### EXTRACTED DATA
■ ■ ■ ■ ■

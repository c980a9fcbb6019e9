//! HTTP client and upstream provider integrations for Carefind.
//!
//! This crate covers everything the proximity pipeline treats as an
//! external collaborator:
//! - The facility directory (`GET /facilities`)
//! - The routing provider (driving distance/time per facility)
//! - The geocoding provider (manual address → coordinates, and reverse)
//! - Device geolocation, behind the [`PositionProvider`] seam
//!
//! The HTTP types all ride on [`FinderClient`], a `reqwest` wrapper with
//! request correlation IDs, timeouts, and retry for idempotent fetches.

mod client;
mod config;
mod directory;
mod error;
mod geocoding;
mod position;
mod routing;
mod traits;

pub use client::FinderClient;
pub use config::{ClientConfig, Environment};
pub use directory::DirectoryApi;
pub use error::{
    ApiError, DirectoryError, GeocodeStatus, GeocodingError, PositionError, RoutingError,
};
pub use geocoding::{GeocodedAddress, GeocodingApi};
pub use position::{PositionOptions, StaticPositionProvider};
pub use routing::{RouteLeg, RoutingApi};
pub use traits::{DirectoryProvider, GeocodingProvider, PositionProvider, RoutingProvider};
//! Device geolocation.
//!
//! Geolocation is platform-specific, so this crate only defines the seam
//! ([`crate::PositionProvider`]) plus a fixed-coordinate implementation for
//! headless use (the CLI, integration tests, CI).

use crate::error::PositionError;
use crate::traits::PositionProvider;
use carefind_geo::Coordinate;
use std::time::Duration;

/// Options for a position request.
#[derive(Debug, Clone, Copy, PartialEq)]
pub struct PositionOptions {
    /// Ask the device for its best fix rather than a cached coarse one
    pub high_accuracy: bool,
    /// How long to wait for a fix
    pub timeout: Duration,
}

impl Default for PositionOptions {
    fn default() -> Self {
        Self {
            high_accuracy: true,
            timeout: Duration::from_secs(10),
        }
    }
}

/// A position provider that always answers with a fixed coordinate.
///
/// Construct with `None` to model a device without a position source.
#[derive(Debug, Clone, Default)]
pub struct StaticPositionProvider {
    coordinate: Option<Coordinate>,
}

impl StaticPositionProvider {
    /// Provider that reports the given coordinate.
    pub fn at(coordinate: Coordinate) -> Self {
        Self {
            coordinate: Some(coordinate),
        }
    }

    /// Provider with no position available.
    pub fn unavailable() -> Self {
        Self { coordinate: None }
    }
}

impl PositionProvider for StaticPositionProvider {
    async fn ensure_permission(&self) -> Result<(), PositionError> {
        Ok(())
    }

    async fn current_position(
        &self,
        _options: &PositionOptions,
    ) -> Result<Coordinate, PositionError> {
        self.coordinate.ok_or(PositionError::PositionUnavailable)
    }
}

■ ■ ■ ■ ■

### ASSIGNMENT
Scan the entries for the word "Result". Report each line that has it.

### RESPONSE FOR THIS EXERCISE
    async fn ensure_permission(&self) -> Result<(), PositionError> {
    ) -> Result<Coordinate, PositionError> {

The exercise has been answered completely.